Problem requirements. Report each line of the entries that includes "edges" by copying it.

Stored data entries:

//! Vertex histogram kernel, also the subtree kernel used at each Weisfeiler-Lehman iteration.
//!
//! k(G, G') = sum over labels l of count_G(l) * count_G'(l)

use serde::{Deserialize, Serialize};

use super::{histogram_dot, histogram_of, BaseKernel, Histogram, PairwiseKernel, Stage};
use crate::error::Result;
use crate::graph::{Graph, Label};

#[derive(Clone, Debug, Default, Serialize, Deserialize)]
#[serde(default, deny_unknown_fields)]
pub struct VertexHistogramParams {
    pub n_jobs: Option<i32>,
}

pub struct VertexHistogram {
    default_label: Label,
}

impl VertexHistogram {
    pub fn new() -> Self {
        VertexHistogram {
            default_label: Label::default(),
        }
    }

    /// the kernel with its lifecycle
    pub fn kernel(n_jobs: Option<usize>) -> PairwiseKernel<VertexHistogram> {
        PairwiseKernel::new(VertexHistogram::new(), n_jobs)
    }
}

impl Default for VertexHistogram {
    fn default() -> Self {
        VertexHistogram::new()
    }
}

impl BaseKernel for VertexHistogram {
    type Features = Histogram<Label>;

    fn name(&self) -> &str {
        "vertex_histogram"
    }

    fn extract(&mut self, graphs: &[Graph], _stage: Stage) -> Result<Vec<Histogram<Label>>> {
        let features = graphs
            .iter()
            .map(|g| histogram_of(g.vertex_labels_or_default(&self.default_label).iter().cloned()))
            .collect();
        Ok(features)
    }

    fn pairwise(&self, x: &Histogram<Label>, y: &Histogram<Label>) -> Result<f64> {
        Ok(histogram_dot(x, y))
    }
} // end of impl BaseKernel for VertexHistogram

#[cfg(test)]
mod tests {
    use super::*;
    use crate::graph::{make_labels, GraphFormat, GraphInput};
    use crate::kernels::Kernel;

    fn log_init_test() {
        let _ = env_logger::builder().is_test(true).try_init();
    }

    #[test]
    fn label_counts() {
        log_init_test();
        //
        let g1 = Graph::new(
            GraphInput::edges([(0, 1), (1, 2)]),
            Some(make_labels([(0, "a"), (1, "a"), (2, "b")])),
            None,
            GraphFormat::Auto,
        )
        .unwrap();
        let g2 = Graph::new(
            GraphInput::edges([(0, 1)]),
            Some(make_labels([(0, "a"), (1, "c")])),
            None,
            GraphFormat::Auto,
        )
        .unwrap();
        let mut kernel = VertexHistogram::kernel(None);
        let km = kernel.fit_transform(&[g1, g2]).unwrap();
        // 2*2 + 1*1, 1*1 + 1*1, a : 2*1
        assert_eq!(km[[0, 0]], 5.);
        assert_eq!(km[[1, 1]], 2.);
        assert_eq!(km[[0, 1]], 2.);
        assert_eq!(km[[1, 0]], 2.);
    }

    #[test]
    fn unlabelled_counts_vertices() {
        let g = Graph::try_from(GraphInput::edges([(0, 1), (1, 2)])).unwrap();
        let mut kernel = VertexHistogram::kernel(None);
        let km = kernel.fit_transform(&[g]).unwrap();
        assert_eq!(km[[0, 0]], 9.);
    }
} // end of mod tests
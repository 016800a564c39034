//! Vertex symbols and labels.
//!
//! A vertex is identified by a [Symbol], an integer or a string. Labels are symbols too.
//! Integer symbols and string symbols are not comparable between each other, so a graph
//! must not mix them for its vertices (it is checked at graph construction).
//! Labels can mix both kinds, they are only hashed and compared for equality.

use serde::{Deserialize, Serialize};
use std::collections::HashMap;
use std::fmt;

#[derive(Clone, Debug, PartialEq, Eq, Hash, PartialOrd, Ord, Serialize, Deserialize)]
#[serde(untagged)]
pub enum Symbol {
    Int(i64),
    Str(String),
}

/// Labels attached to vertices or edges.
pub type Label = Symbol;

impl Symbol {
    pub fn is_int(&self) -> bool {
        matches!(self, Symbol::Int(_))
    }

    /// returns the integer value if symbol is an integer
    pub fn as_int(&self) -> Option<i64> {
        match self {
            Symbol::Int(i) => Some(*i),
            Symbol::Str(_) => None,
        }
    }
} // end of impl Symbol

impl Default for Symbol {
    fn default() -> Self {
        Symbol::Int(0)
    }
}

impl fmt::Display for Symbol {
    fn fmt(&self, f: &mut fmt::Formatter<'_>) -> fmt::Result {
        match self {
            Symbol::Int(i) => write!(f, "{}", i),
            Symbol::Str(s) => write!(f, "{}", s),
        }
    }
}

impl From<i64> for Symbol {
    fn from(i: i64) -> Self {
        Symbol::Int(i)
    }
}

impl From<i32> for Symbol {
    fn from(i: i32) -> Self {
        Symbol::Int(i as i64)
    }
}

impl From<u32> for Symbol {
    fn from(i: u32) -> Self {
        Symbol::Int(i as i64)
    }
}

impl From<usize> for Symbol {
    fn from(i: usize) -> Self {
        Symbol::Int(i as i64)
    }
}

impl From<u64> for Symbol {
    fn from(i: u64) -> Self {
        Symbol::Int(i as i64)
    }
}

impl From<&str> for Symbol {
    fn from(s: &str) -> Self {
        Symbol::Str(s.to_string())
    }
}

impl From<String> for Symbol {
    fn from(s: String) -> Self {
        Symbol::Str(s)
    }
}

/// builds a vertex label map from (vertex, label) couples.
///
/// `make_labels([(0, "O"), (1, "H"), (2, "H")])`
pub fn make_labels<V, L, I>(pairs: I) -> HashMap<Symbol, Label>
where
    V: Into<Symbol>,
    L: Into<Label>,
    I: IntoIterator<Item = (V, L)>,
{
    pairs
        .into_iter()
        .map(|(v, l)| (v.into(), l.into()))
        .collect()
}

/// builds an edge label map from (source, target, label) triplets.
pub fn make_edge_labels<V, L, I>(triplets: I) -> HashMap<(Symbol, Symbol), Label>
where
    V: Into<Symbol>,
    L: Into<Label>,
    I: IntoIterator<Item = (V, V, L)>,
{
    triplets
        .into_iter()
        .map(|(u, v, l)| ((u.into(), v.into()), l.into()))
        .collect()
}

#[cfg(test)]
mod tests {
    use super::*;

    #[test]
    fn symbol_order_inside_kind() {
        assert!(Symbol::from(2) < Symbol::from(10));
        assert!(Symbol::from("a") < Symbol::from("b"));
        assert_eq!(Symbol::from(3usize).as_int(), Some(3));
        assert_eq!(Symbol::from("x").as_int(), None);
    }

    #[test]
    fn labels_from_pairs() {
        let labels = make_labels([(0, "O"), (1, "H"), (2, "H")]);
        assert_eq!(labels.len(), 3);
        assert_eq!(labels[&Symbol::Int(1)], Symbol::from("H"));
        //
        let elabels = make_edge_labels([(0, 1, 7), (1, 0, 7)]);
        assert_eq!(elabels[&(Symbol::Int(1), Symbol::Int(0))], Symbol::Int(7));
    }
} // end of mod tests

Exercise result.
            GraphInput::edges([(0, 1), (1, 2)]),
            GraphInput::edges([(0, 1)]),
        let g = Graph::try_from(GraphInput::edges([(0, 1), (1, 2)])).unwrap();
/// Labels attached to vertices or edges.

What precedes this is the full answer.